It's generally accepted that Lapua Brass is at the top of the heap for a lot of reasons and Lapua has recently released brass for the 6.5 Creedmoor. Not only is it the same quality brass but it also uses the small rifle primer, having a small primer pocket and small flash hole. These to combine to give a more accurate ignition of the powder with corresponding accuracy as well as keeping primers from showing pressure sign as rapidly as the Large Primers with a large flash hole. This has been recognized for years by Palma shooters that are always trying to push their 155 gr bullets at speeds of 3,000+ fps.

Only downside to the new Lapua brass is that the price is atrocious. A box of 100 can set one back $120 and it's also not that readily available.
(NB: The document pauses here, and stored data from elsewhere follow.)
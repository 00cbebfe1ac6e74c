//! Runner output and resolved context

use baton_llm::{ModelConfig, SearchEngineConfig, Turn};
use serde::Serialize;

/// Result of a completed run
#[derive(Debug, Clone, PartialEq, Serialize)]
pub struct RunOutcome {
    /// Final answer text
    pub text: String,
    /// Agent that produced the answer
    pub agent: String,
    /// Model steps taken across all agents
    pub turns: usize,
    /// Full conversation, as persisted
    pub transcript: Vec<Turn>,
}

/// Everything an agent's references resolve to
#[derive(Debug, Clone)]
pub(crate) struct ResolvedAgent {
    pub(crate) model: ModelConfig,
    pub(crate) search: Option<SearchEngineConfig>,
    pub(crate) system_prompt: Option<String>,
    pub(crate) template: Option<String>,
}
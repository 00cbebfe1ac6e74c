//! Runner input

use crate::agents::AgentConfig;
use baton_llm::SharedState;
use std::path::PathBuf;

/// Input for one [`AgentRunner::run`](super::AgentRunner::run) call
#[derive(Debug, Clone)]
pub struct AgentOptions {
    /// Agent to start with
    pub agent: AgentConfig,
    /// User prompt
    pub prompt: String,
    /// Files attached to the first prompt
    pub files: Vec<PathBuf>,
    /// Stored conversation to continue
    pub conversation: Option<String>,
    /// Blackboard owned by a parent caller; the runner creates and clears
    /// its own when this is `None`
    pub shared_state: Option<SharedState>,
}

impl AgentOptions {
    /// Create options for a single prompt
    #[must_use]
    pub fn new(agent: AgentConfig, prompt: impl Into<String>) -> Self {
        Self {
            agent,
            prompt: prompt.into(),
            files: Vec::new(),
            conversation: None,
            shared_state: None,
        }
    }

    /// Attach files
    #[must_use]
    pub fn with_files(mut self, files: impl IntoIterator<Item = impl Into<PathBuf>>) -> Self {
        self.files.extend(files.into_iter().map(Into::into));
        self
    }

    /// Continue a stored conversation
    #[must_use]
    pub fn with_conversation(mut self, name: impl Into<String>) -> Self {
        self.conversation = Some(name.into());
        self
    }

    /// Use a caller-owned blackboard
    #[must_use]
    pub fn with_shared_state(mut self, state: SharedState) -> Self {
        self.shared_state = Some(state);
        self
    }
}
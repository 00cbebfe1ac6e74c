//! Conversion between provider wire formats
//!
//! Every format decodes into canonical [`Turn`]s and encodes back out of
//! them. Role mapping per format:
//!
//! | canonical | openai / compatible | anthropic | gemini     |
//! |-----------|---------------------|-----------|------------|
//! | system    | system              | system    | system     |
//! | user      | user                | user      | user       |
//! | assistant | assistant           | assistant | model      |
//! | tool      | tool (one per call) | user (only `tool_result` blocks) | function |

use super::format::detect_format;
use baton_llm::{MessageRole, Part, ProviderKind, Turn};
use serde_json::{json, Map, Value};
use std::collections::HashMap;
use tracing::warn;

/// Re-encode a stored transcript for another provider
///
/// Never fails: undecodable input converts to an empty transcript.
pub fn convert_messages(data: &[u8], from: ProviderKind, to: ProviderKind) -> Vec<u8> {
    let turns = decode_messages(data, from);
    let encoded = encode_messages(&turns, to);
    serde_json::to_vec_pretty(&encoded).unwrap_or_else(|e| {
        warn!(error = %e, "Failed to serialize converted transcript");
        b"[]".to_vec()
    })
}

/// Decode a stored transcript into canonical turns
///
/// `Unknown` falls back to structural detection.
pub fn decode_messages(data: &[u8], format: ProviderKind) -> Vec<Turn> {
    let messages = match serde_json::from_slice::<Value>(data) {
        Ok(Value::Array(messages)) => messages,
        Ok(_) => {
            warn!(format = %format, "Transcript is not a message list; starting empty");
            return Vec::new();
        }
        Err(e) => {
            warn!(format = %format, error = %e, "Transcript is not valid JSON; starting empty");
            return Vec::new();
        }
    };
    if messages.is_empty() {
        return Vec::new();
    }

    let format = match format {
        ProviderKind::Unknown => detect_format(data),
        known => known,
    };

    match format {
        ProviderKind::OpenAi | ProviderKind::OpenAiCompatible => decode_chat(&messages),
        ProviderKind::Anthropic => decode_anthropic(&messages),
        ProviderKind::Gemini => decode_gemini(&messages),
        ProviderKind::Unknown => {
            warn!(messages = messages.len(), "Unrecognised transcript format; starting empty");
            Vec::new()
        }
    }
}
Here's what I did to solve the issue of availability and price. Bought a box of .308 Palma brass for $72.


The following steps make it into 6.5 Creedmoor brass.

1. Lightly lube the brass with a good lube like Imperial Sizing Wax or Hornady Unique. Avoid the sprays for this application. A THIN coat from neck to case head.

2. Push the shoulder back using a 6.5 Creedmoor Body die. If you don't own one, this is a good time to get one as it really comes in handy down the road for a variety of issues that could pop up.

3. Expand the case necks which at this point will be considerably smaller than 6.5mm due tot he extra metal in the .308 case body. Expanding will push the extra metal to the outside of the case neck. i use a Sinclair expander mandrel with some Hornady unique applied to the inside of the neck with a Q-Tip.

At this point you have a 6.5 Creedmoor case with a weird looking neck. Slightly expanded at the mouth and a bulge near the shoulder. Next steps fix this. Also, the case wall will have a slight bulge at the shoulder. This is due to the fact that the .208 case has more taper in the case body than the 6.5 Creedmoor but fire-forming "blows" this out (along with any minor dents in the shoulder caused by too much case lube).

4. Trim case to 1910-1.920" in total length.

5. Turn neck to .013" thickness. This may take several steps depending on your neck turning tool. I use a Sinclair NT-4000 with carbide cutter and just do it in a single pass. Forster turning tools are a little smaller and you may have a tough time taking more than .001" at a time. Go slow, the results are worth it.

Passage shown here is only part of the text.